Bo – Spiritual Exodus

In this week’s Parsha, the final plagues finally convince Pharaoh to let our people go. The people have now been trapped in Egypt 400 years ever since Jacob and his family were forced to flee their home through famine conditions. These centuries describe a period of increasing constriction and social discrimination, leading to actual enslavement in the latter 6 decades. It is difficult for us living in the free world to imagine what it is like to feel so estranged from society, become such social pariahs, and feel so downtrodden. That’s why it was called Mitzrayim – from the Hebrew of Maitsar, meaning ‘restricted’. But as the Frierdicker Rebbe taught us, and echoed by Professor Victor Frankl, only the body can be enslaved – the mind and heart can choose to be free.  The mind can’t be controlled from the outside unless it chooses to be, through personal weakness.
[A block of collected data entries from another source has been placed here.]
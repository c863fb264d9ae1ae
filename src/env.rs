//! Environment variable access.
//!
//! Loading, saving and listing go through an [`Environment`] so tests can run
//! against a [`MemoryEnv`] instead of the real process state.

use std::collections::BTreeMap;

use thiserror::Error;

/// Why a variable couldn't be set or removed.
#[derive(Debug, Clone, PartialEq, Eq, Error)]
pub enum EnvVarError {
    #[error("empty name")]
    EmptyName,

    #[error("invalid name")]
    InvalidName,

    #[error("invalid value")]
    InvalidValue,
}

/// Names must be non-empty and free of `=` and NUL.
pub fn validate_name(name: &str) -> Result<(), EnvVarError> {
    if name.is_empty() {
        return Err(EnvVarError::EmptyName);
    }
    if name.contains(['=', '\0']) {
        return Err(EnvVarError::InvalidName);
    }
    Ok(())
}

/// Values must be free of NUL.
pub fn validate_value(value: &str) -> Result<(), EnvVarError> {
    if value.contains('\0') {
        return Err(EnvVarError::InvalidValue);
    }
    Ok(())
}

/// A mutable set of environment variables.
pub trait Environment {
    fn get(&self, name: &str) -> Option<String>;
    fn set(&mut self, name: &str, value: &str) -> Result<(), EnvVarError>;
    fn remove(&mut self, name: &str) -> Result<(), EnvVarError>;
}

/// The real process environment.
///
/// Writes are process-global; callers must not mutate the environment from
/// several threads at once.
#[derive(Debug, Default, Clone, Copy)]
pub struct ProcessEnv;

impl Environment for ProcessEnv {
    fn get(&self, name: &str) -> Option<String> {
        validate_name(name).ok()?;
        std::env::var(name).ok()
    }

    fn set(&mut self, name: &str, value: &str) -> Result<(), EnvVarError> {
        validate_name(name)?;
        validate_value(value)?;
        // SAFETY: the name and value were validated above, and envfig sessions
        // are single-threaded as documented on `ProcessEnv`.
        unsafe { std::env::set_var(name, value) };
        Ok(())
    }

    fn remove(&mut self, name: &str) -> Result<(), EnvVarError> {
        validate_name(name)?;
        // SAFETY: see `set`.
        unsafe { std::env::remove_var(name) };
        Ok(())
    }
}

/// An in-memory environment, e.g. for tests or dry runs.
#[derive(Debug, Default, Clone, PartialEq, Eq)]
pub struct MemoryEnv {
    vars: BTreeMap<String, String>,
}

impl MemoryEnv {
    pub fn new() -> Self {
        Self::default()
    }

    pub fn vars(&self) -> &BTreeMap<String, String> {
        &self.vars
    }
}

impl<K: Into<String>, V: Into<String>> FromIterator<(K, V)> for MemoryEnv {
    fn from_iter<I: IntoIterator<Item = (K, V)>>(iter: I) -> Self {
        Self {
            vars: iter
                .into_iter()
                .map(|(k, v)| (k.into(), v.into()))
                .collect(),
        }
    }
}

impl Environment for MemoryEnv {
    fn get(&self, name: &str) -> Option<String> {
        self.vars.get(name).cloned()
    }

    fn set(&mut self, name: &str, value: &str) -> Result<(), EnvVarError> {
        validate_name(name)?;
        validate_value(value)?;
        self.vars.insert(name.to_string(), value.to_string());
        Ok(())
    }

    fn remove(&mut self, name: &str) -> Result<(), EnvVarError> {
        validate_name(name)?;
        self.vars.remove(name);
        Ok(())
    }
}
Yet life has moments that seem to enslave all of us at some time.  It’s relative.  One person can interpret impending bankruptcy so tragically that he commits suicide, Chas Vesholom. Another will interpret financial crisis as a life’s test that needs working through and even have faith in the outcome. Mitzrayim, our personal state of constriction and stress, Egypt, is often of our own creation.  But we need to remember the ‘Moses element’ within our soul, a Moses who will argue against our personal Pharaoh of depression and mental weakness. Exodus for us is a statement of positivity, and faith. As our Rebbes often taught us: Tracht gut un vet zein gut – think positive and this will lead to a positive outcome.  Let my feelings go!